Search for Diffuse X-rays from the Bow Shock Region of Runaway Star BD+43$^\circ$3654 with Suzaku

TL;DR

This study used Suzaku X-ray observations to search for non-thermal X-ray emissions from the bow shock of runaway star BD+43°3654, constraining particle acceleration efficiency and maximum electron energies, with implications for cosmic-ray origins.

Contribution

First X-ray observational constraints on particle acceleration in the bow shock of BD+43°3654, indicating low efficiency and maximum electron energies below 10 TeV.

Findings

No significant non-thermal X-ray emission detected.

Maximum electron energy is constrained to below ~10 TeV.

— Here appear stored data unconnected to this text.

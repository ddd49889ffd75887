#![cfg_attr(test, allow(unused_crate_dependencies))]
//! Reactive per-entity state store.
//!
//! A [`StateStore`] maps an [`EntityKey`] (usually a repository path) to a
//! schemaless [`StateRecord`]. Records are created lazily, merged atomically
//! with [`StateStore::update`], and every update is fanned out to the
//! subscriptions whose scope and watched fields match it.
//!
//! # Delivery
//!
//! ```text
//! update(key, partial)
//!   ├── merge under the store lock, snapshot the record
//!   └── Dispatch::Queued → WorkQueue (FIFO) → SubscriptionRegistry::notify
//!       Dispatch::Inline → SubscriptionRegistry::notify on the caller
//! ```
//!
//! Notifications for one entity are always delivered in update order.

mod cache;
mod error;
mod record;
mod store;
mod subscription;

pub use cache::{CacheStats, DEFAULT_CACHE_CAPACITY, MemoCache};
pub use error::{Result, StoreError};
pub use record::{FieldSet, FieldValue, PartialState, StateRecord};
pub use store::{Dispatch, InitialState, StateStore, StateStoreBuilder};
pub use subscription::{Callback, Disposer, Scope, SubscriptionRegistry, WILDCARD};
pub use vitrine_primitives::{EntityKey, SubscriptionId};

Shock-heating process appears inefficient in this system.

Abstract

The bow shocks of runaway stars with strong stellar winds of over 2000 km s$^{-1}$ can serve as particle acceleration sites. The conversion from stellar wind luminosity into particle acceleration power has an efficiency of the same order of magnitude as those in supernova remnants, based on the radio emission from the bow shock region of runaway star BD+43$^\circ$3654 \citep{Benaglia10}.If this object exhibits typical characteristics, then runaway star systems can contribute a non-negligible fraction of Galactic cosmic-ray electrons. To constrain the maximum energy of accelerated particles from measurements of possible non-thermal emissions in the X-ray band, Suzaku observed BD+43$^\circ$3654 in April 2011 with an exposure of 99 ks. Because the onboard instruments have a stable and low background level, Suzaku detected a possible enhancement over the background of $7.6\pm 3.4$ cnt arcmin$^{-2}$ at the bow shock region, where the error represents the 3 sigma statistics only. However, the excess is not significant within the systematic errors of non-X-ray and cosmic-ray backgrounds of the X-ray Imaging Spectrometer, which are $\pm 6.0$ and $\pm 34$ cnt arcmin$^{-2}$, respectively, and the 3-sigma upper limit in the X-ray luminosity from the shock region, which is $1.1 \times 10^{32}$ erg s$^{-1}$ per 41.2 arcmin$^2$ in the 0.5 to 10 keV band. This result leads to three conclusions: (1) a shock-heating process is inefficient on this system; (2) the maximum energy of electrons does not exceed $\sim$ 10 TeV, corresponding to a Lorentz factor of less than $10^7$; and (3) the magnetic field in the shock acceleration site might not be as turbulent as those in pulsar wind nebulae and supernova remnants.